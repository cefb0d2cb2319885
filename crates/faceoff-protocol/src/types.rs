//! Core protocol types for the faceoff wire format.
//!
//! Every type here either travels on the wire (serialized as JSON) or
//! addresses a recipient for an outbound event. Events are internally
//! tagged (`#[serde(tag = "type")]`, snake_case tags), so one frame is
//! one `{"type": "...", ...}` object — the same shape the original
//! browser client speaks, and the boundary where unknown tags and
//! missing fields are rejected.

use chrono::{DateTime, Utc};
use serde::{Deserialize, Serialize};

use std::fmt;
use std::time::Duration;

// ---------------------------------------------------------------------------
// Identity types
// ---------------------------------------------------------------------------

/// The server-assigned id of one live client connection.
///
/// A newtype over the transport's connection counter. This is a routing
/// handle, not an identity: a player who drops and rejoins is rebound to
/// a *new* `ClientId`, and persistent statistics are keyed by the stable
/// identity from the identity provider instead.
///
/// `#[serde(transparent)]` keeps the wire shape a plain number — a
/// `ClientId(42)` serializes as `42`, which is what the client compares
/// against the `id` fields in room snapshots.
#[derive(Debug, Clone, Copy, PartialEq, Eq, Hash, Serialize, Deserialize)]
#[serde(transparent)]
pub struct ClientId(pub u64);

impl fmt::Display for ClientId {
    fn fmt(&self, f: &mut fmt::Formatter<'_>) -> fmt::Result {
        write!(f, "C-{}", self.0)
    }
}

/// A short human-typed room code: 6 uppercase alphanumerics.
///
/// Generated at room creation, collision-checked against the live
/// registry, and used as the routing key for every broadcast.
#[derive(Debug, Clone, PartialEq, Eq, Hash, Serialize, Deserialize)]
#[serde(transparent)]
pub struct RoomCode(String);

impl RoomCode {
    /// Length of a generated code.
    pub const LEN: usize = 6;

    /// Wraps a code as typed by a client or produced by the generator.
    pub fn new(code: impl Into<String>) -> Self {
        Self(code.into())
    }

    /// Returns the code as a string slice.
    pub fn as_str(&self) -> &str {
        &self.0
    }
}

impl fmt::Display for RoomCode {
    fn fmt(&self, f: &mut fmt::Formatter<'_>) -> fmt::Result {
        write!(f, "{}", self.0)
    }
}

// ---------------------------------------------------------------------------
// Recipient — who should receive an outbound event?
// ---------------------------------------------------------------------------

/// Specifies who should receive a server event.
///
/// Room transitions return a list of `(Recipient, ServerEvent)` pairs;
/// the room actor delivers each according to this enum. Wrong-guess
/// results go to `Player(guesser)` only, typing indicators go to
/// `AllExcept(typist)`, most everything else goes to `All`.
#[derive(Debug, Clone, Copy, PartialEq, Eq)]
pub enum Recipient {
    /// Every player in the room.
    All,
    /// One specific player.
    Player(ClientId),
    /// Everyone except the specified player.
    AllExcept(ClientId),
}

// ---------------------------------------------------------------------------
// Game data
// ---------------------------------------------------------------------------

/// One guessable character on the shared board.
///
/// The same set is shown to both players for the round. `image` is a URL
/// into the static asset collaborator (presets or uploads) — opaque to
/// the server.
#[derive(Debug, Clone, PartialEq, Eq, Serialize, Deserialize)]
pub struct Character {
    pub id: u32,
    pub name: String,
    pub image: String,
}

/// Per-round settings, fixed when the host starts selection.
#[derive(Debug, Clone, Copy, PartialEq, Eq, Default, Serialize, Deserialize)]
pub struct GameSettings {
    /// Turn time limit in seconds. `None` disables the turn timer.
    #[serde(default)]
    pub turn_time_limit_secs: Option<u64>,
    /// Maximum wrong guesses per player. `None` means unlimited.
    #[serde(default)]
    pub guess_limit: Option<u32>,
}

impl GameSettings {
    /// The turn time limit as a [`Duration`], if configured.
    pub fn turn_time_limit(&self) -> Option<Duration> {
        self.turn_time_limit_secs.map(Duration::from_secs)
    }
}

/// The room's game phase.
///
/// ```text
/// Lobby → Selecting → Playing → GameOver
///   ↑__________________________|   (restart)
/// ```
#[derive(Debug, Clone, Copy, PartialEq, Eq, Serialize, Deserialize)]
#[serde(rename_all = "snake_case")]
pub enum Phase {
    Lobby,
    Selecting,
    Playing,
    GameOver,
}

impl fmt::Display for Phase {
    fn fmt(&self, f: &mut fmt::Formatter<'_>) -> fmt::Result {
        match self {
            Self::Lobby => write!(f, "lobby"),
            Self::Selecting => write!(f, "selecting"),
            Self::Playing => write!(f, "playing"),
            Self::GameOver => write!(f, "game_over"),
        }
    }
}

/// One entry in a room's append-only chat log.
///
/// `Message` entries pass through the profanity filter before storage;
/// `Divider` entries are system-generated ("time's up", "new round",
/// guess announcements) and bypass it.
#[derive(Debug, Clone, PartialEq, Eq, Serialize, Deserialize)]
#[serde(tag = "kind", rename_all = "snake_case")]
pub enum ChatEntry {
    Message {
        sender: ClientId,
        sender_name: String,
        text: String,
        timestamp: DateTime<Utc>,
    },
    Divider {
        text: String,
        timestamp: DateTime<Utc>,
    },
}

/// The outcome of a finished round. Present only in `Phase::GameOver`.
#[derive(Debug, Clone, PartialEq, Eq, Serialize, Deserialize)]
pub struct GameResult {
    /// The winning player's connection.
    pub winner: ClientId,
    /// The character the loser was hiding (revealed at game over).
    pub correct_character: Character,
    /// Why the game ended, when it wasn't a plain correct guess
    /// ("time ran out", "out of guesses", ...).
    #[serde(default, skip_serializing_if = "Option::is_none")]
    pub reason: Option<String>,
}

// ---------------------------------------------------------------------------
// Snapshots — the authoritative state fanned out to clients
// ---------------------------------------------------------------------------

/// One player as seen by everyone in the room.
///
/// Deliberately does NOT carry the secret character — only whether one
/// has been picked. The secret stays server-side until game over reveals
/// it through [`GameResult`].
#[derive(Debug, Clone, PartialEq, Eq, Serialize, Deserialize)]
pub struct PlayerSnapshot {
    pub id: ClientId,
    pub name: String,
    pub is_host: bool,
    pub ready: bool,
    pub connected: bool,
    pub has_selected: bool,
    /// Count of characters this player has flipped down, mirrored for
    /// the opponent's progress display.
    pub eliminated_count: u32,
    /// Wrong guesses this player has left, when a guess limit is set.
    #[serde(default, skip_serializing_if = "Option::is_none")]
    pub guesses_remaining: Option<u32>,
}

/// Full room state as broadcast to its participants.
#[derive(Debug, Clone, PartialEq, Eq, Serialize, Deserialize)]
pub struct RoomSnapshot {
    pub code: RoomCode,
    pub phase: Phase,
    pub players: Vec<PlayerSnapshot>,
    pub characters: Vec<Character>,
    pub settings: GameSettings,
    /// Index into `players` of whose move it is. Meaningful only while
    /// `phase == Playing`.
    pub turn: usize,
    /// Seconds left on the current turn, computed at snapshot time as
    /// `max(0, limit - elapsed)`. `None` when no timer is configured or
    /// the room isn't playing.
    #[serde(default, skip_serializing_if = "Option::is_none")]
    pub turn_time_remaining_secs: Option<u64>,
    pub chat: Vec<ChatEntry>,
    #[serde(default, skip_serializing_if = "Option::is_none")]
    pub result: Option<GameResult>,
}

// ---------------------------------------------------------------------------
// ClientEvent — inbound actions
// ---------------------------------------------------------------------------

/// Everything a client can ask the server to do.
///
/// One WebSocket frame decodes to exactly one of these. Unknown tags and
/// missing required fields fail decoding and never reach a room.
#[derive(Debug, Clone, PartialEq, Serialize, Deserialize)]
#[serde(tag = "type", rename_all = "snake_case")]
pub enum ClientEvent {
    /// Open a fresh room and take the host seat.
    /// `identity` is an auth token for the external identity provider;
    /// absent means guest.
    CreateRoom {
        player_name: String,
        #[serde(default)]
        identity: Option<String>,
    },

    /// Join (or rejoin, within the grace window) an existing room.
    JoinRoom {
        code: RoomCode,
        player_name: String,
        #[serde(default)]
        identity: Option<String>,
    },

    /// Voluntarily leave, terminating the room for everyone.
    LeaveRoom { code: RoomCode },

    /// Host commits the character set and settings; moves the room to
    /// the selection phase.
    StartGame {
        code: RoomCode,
        characters: Vec<Character>,
        settings: GameSettings,
    },

    /// Pick a secret character for the opponent to guess.
    SelectCharacter { code: RoomCode, character: Character },

    /// Plain chat message (filtered before storage and broadcast).
    SendMessage { code: RoomCode, text: String },

    /// Typing indicator for the opponent's chat pane.
    Typing { code: RoomCode },
    StopTyping { code: RoomCode },

    /// Guess the opponent's secret character.
    MakeGuess { code: RoomCode, character: Character },

    /// Pass the turn without guessing.
    EndTurn { code: RoomCode },

    /// Back to the lobby for another round.
    RestartGame { code: RoomCode },

    /// Informational: how many characters this player has flipped down.
    UpdateEliminatedCount { code: RoomCode, count: u32 },

    /// Forwarded to the external moderation collaborator; no in-room
    /// effect.
    ReportUser {
        code: RoomCode,
        message: String,
        reporter_name: String,
    },
}

// ---------------------------------------------------------------------------
// ServerEvent — outbound events
// ---------------------------------------------------------------------------

/// Everything the server can tell a client.
#[derive(Debug, Clone, PartialEq, Serialize, Deserialize)]
#[serde(tag = "type", rename_all = "snake_case")]
pub enum ServerEvent {
    /// Reply to the creator: the room exists and you're its host.
    RoomCreated { code: RoomCode, room: RoomSnapshot },

    /// Broadcast whenever room state changes without a phase-specific
    /// event of its own.
    RoomUpdated { room: RoomSnapshot },

    /// Broadcast when the host starts selection.
    GameStarted { room: RoomSnapshot },

    /// Broadcast when both players have selected and play begins.
    StartPlaying { room: RoomSnapshot },

    /// Broadcast when a round ends; `room.result` is populated.
    GameOver { room: RoomSnapshot },

    /// The room is gone (opponent quit, or the grace window expired).
    RoomTerminated { reason: String },

    /// One new chat entry (player message or system divider).
    ReceiveMessage { entry: ChatEntry },

    /// Opponent typing indicators.
    OpponentTyping,
    OpponentStopTyping,

    /// Sent only to the guesser after a wrong guess, so their client can
    /// flip the character down.
    GuessResult { is_correct: bool, character_id: u32 },

    /// An action was rejected; shown as a transient banner client-side.
    Error { reason: String },

    /// Persistent win/loss counters changed — re-fetch from the stats
    /// collaborator.
    StatsUpdated,
}

// =========================================================================
// Tests
// =========================================================================
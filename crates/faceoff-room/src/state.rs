//! The room aggregate and its state machine.
//!
//! `GameState` is deliberately synchronous and pure: every transition is
//! a plain method that validates, mutates, and returns the outbound
//! events plus a turn-timer directive. The actor in `room.rs` owns the
//! side effects (channels, timers, stats); everything that makes the
//! game *the game* lives here, where it can be unit-tested without a
//! runtime.
//!
//! ```text
//! Lobby --start_game(host)--> Selecting --both selected--> Playing
//!                                                             |
//!                       +--- correct guess / guesses exhausted +
//!                       v                                      |
//!                    GameOver --restart--> Lobby <---restart---+
//! ```

use std::time::Instant;

use chrono::Utc;
use faceoff_protocol::{
    Character, ChatEntry, ClientId, GameResult, GameSettings, Phase,
    PlayerSnapshot, Recipient, RoomCode, RoomSnapshot, ServerEvent, filter,
};
use faceoff_session::StableIdentity;

use crate::RoomError;

/// Seats per room. Index 0 is the host and, on the first round, first to
/// move.
pub const MAX_PLAYERS: usize = 2;

/// One participant's seat.
#[derive(Debug, Clone)]
pub struct Player {
    /// Current live connection. Rebound on reconnection — never a
    /// stable identity.
    pub client: ClientId,
    /// Durable identity for stats linking; `None` for guests.
    pub identity: Option<StableIdentity>,
    pub name: String,
    pub is_host: bool,
    /// Chosen once per round, then immutable until restart.
    pub secret_character: Option<Character>,
    pub ready: bool,
    pub connected: bool,
    /// Client-tracked eliminations, mirrored for the opponent display.
    pub eliminated_count: u32,
    /// Wrong guesses left, when the round has a guess limit.
    pub guesses_remaining: Option<u32>,
}

impl Player {
    fn new(
        client: ClientId,
        name: String,
        identity: Option<StableIdentity>,
        is_host: bool,
    ) -> Self {
        Self {
            client,
            identity,
            name,
            is_host,
            secret_character: None,
            ready: false,
            connected: true,
            eliminated_count: 0,
            guesses_remaining: None,
        }
    }

    fn snapshot(&self) -> PlayerSnapshot {
        PlayerSnapshot {
            id: self.client,
            name: self.name.clone(),
            is_host: self.is_host,
            ready: self.ready,
            connected: self.connected,
            has_selected: self.secret_character.is_some(),
            eliminated_count: self.eliminated_count,
            guesses_remaining: self.guesses_remaining,
        }
    }
}

/// What a transition wants done with the room's turn timer.
#[derive(Debug, Clone, Copy, PartialEq, Eq)]
pub enum TimerOp {
    /// Leave the timer as it is.
    Keep,
    /// (Re-)arm for the configured turn limit. Emitted only by
    /// transitions that changed the turn while a limit is configured.
    Arm,
    /// Cancel any pending expiry.
    Disarm,
}

/// The result of a successful transition: events to deliver and a timer
/// directive for the actor to apply.
#[derive(Debug)]
pub struct Outcome {
    pub messages: Vec<(Recipient, ServerEvent)>,
    pub timer: TimerOp,
}

impl Outcome {
    fn new(timer: TimerOp) -> Self {
        Self {
            messages: Vec::new(),
            timer,
        }
    }

    fn with(mut self, to: Recipient, event: ServerEvent) -> Self {
        self.messages.push((to, event));
        self
    }
}

/// One room's entire mutable state.
#[derive(Debug)]
pub struct GameState {
    code: RoomCode,
    players: Vec<Player>,
    phase: Phase,
    characters: Vec<Character>,
    settings: GameSettings,
    /// Index into `players`; meaningful only while `Playing`.
    turn: usize,
    /// Set whenever the turn changes; `Some` iff `Playing`.
    turn_started_at: Option<Instant>,
    /// Append-only; never truncated during a session.
    chat: Vec<ChatEntry>,
    result: Option<GameResult>,
    /// Which seat opened the previous round. `None` until the first
    /// round starts; drives the restart-alternation fairness rule.
    last_first_player: Option<usize>,
}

☆ ☆ ☆ ☆ ☆

Copy every line of the data that holds the string "without".

• **RESPONSE BELOW**
    /// Pass the turn without guessing.
    /// Broadcast whenever room state changes without a phase-specific
//! game *the game* lives here, where it can be unit-tested without a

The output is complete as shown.